Angst

  • Akzeptieren Sie die Angst Ihres Kindes und trösten Sie es, aber übertreiben Sie nicht.
  • Lassen Sie Ihr Kind ungefährliche Dinge, die ihm Angst machen, berühren oder zerlegen.
  • Zwingen Sie dem Kind furchterregende Dinge nicht auf.
  • Üben Sie aktiv mit Ihrem Kind, Gefahren zu vermeiden („Du musst dich hier festhalten“,…). Überfordern Sie es dabei nicht. Verlangen Sie keine Mutproben.
  • Akzeptieren Sie eine generelle Ängstlichkeit Ihres Kindes, sie hat mir seinem Entwicklungsstand zu tun. Geben Sie ihm Sicherheit.
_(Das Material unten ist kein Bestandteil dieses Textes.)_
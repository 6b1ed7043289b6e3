//! harvester-core
//!
//! Orchestrator for cross-platform influencer scrape tasks: accept a
//! request covering up to three platforms (TikTok, Instagram, YouTube),
//! persist a trackable task, hand the combined plan to the remote scraping
//! backend, and expose paginated task status while the work runs.
//!
//! # Module layout
//! - **domain**: data model + task state machine (request, plan, task
//!   record, ids, errors)
//! - **ports**: trait seams (TaskStore, Dispatcher, Clock, IdGenerator)
//! - **app**: application services (TaskManager, TaskQueryService,
//!   OrchestratorBuilder)
//! - **impls**: reference adapters (InMemoryTaskStore, HttpDispatcher)
//! - **config**: backend endpoint configuration
//!
//! Creation is non-blocking by contract: `create` returns the pending task
//! and a spawned advance walks it through running -> completed|failed.
//! Failed dispatches are terminal; resubmit as a new task.

pub mod app;
pub mod config;
pub mod domain;
pub mod impls;
pub mod ports;

pub use app::{Orchestrator, OrchestratorBuilder};
pub use domain::{HarvestError, ScrapeRequest, ScrapeTask, TaskId, TaskStatus};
  • Das Guck-Guck-Spiel hilft auch gegen Trennungsangst. Ihr Kind bekommt die freudige Gewissheit, dass der vertraute Mensch nach kurzem Verschwinden immer wieder auftaucht.
  • Drohen Sie nie mit magischen oder überirdischen Wesen. Ihr Kind fühlt sich sonst hilflos und ausgeliefert.
  • Wenn Sie Märchen vorlesen oder erzählen, achten Sie auf Signale Ihres Kindes und passen Sie die Geschichte seinem Verständnis an. Jedenfalls sollten keine Grausamkeiten vorkommen und das Ende muss positiv sein.
  • Lassen Sie Ihrem Kind sein geliebtes Schmustier. Spotten Sie es nicht aus und versuchen Sie nicht, es ihm abzugewöhnen. Nehmen Sie bei der Reinigung darauf Rücksicht, dass der vertraute Geruch nicht verloren gehen soll.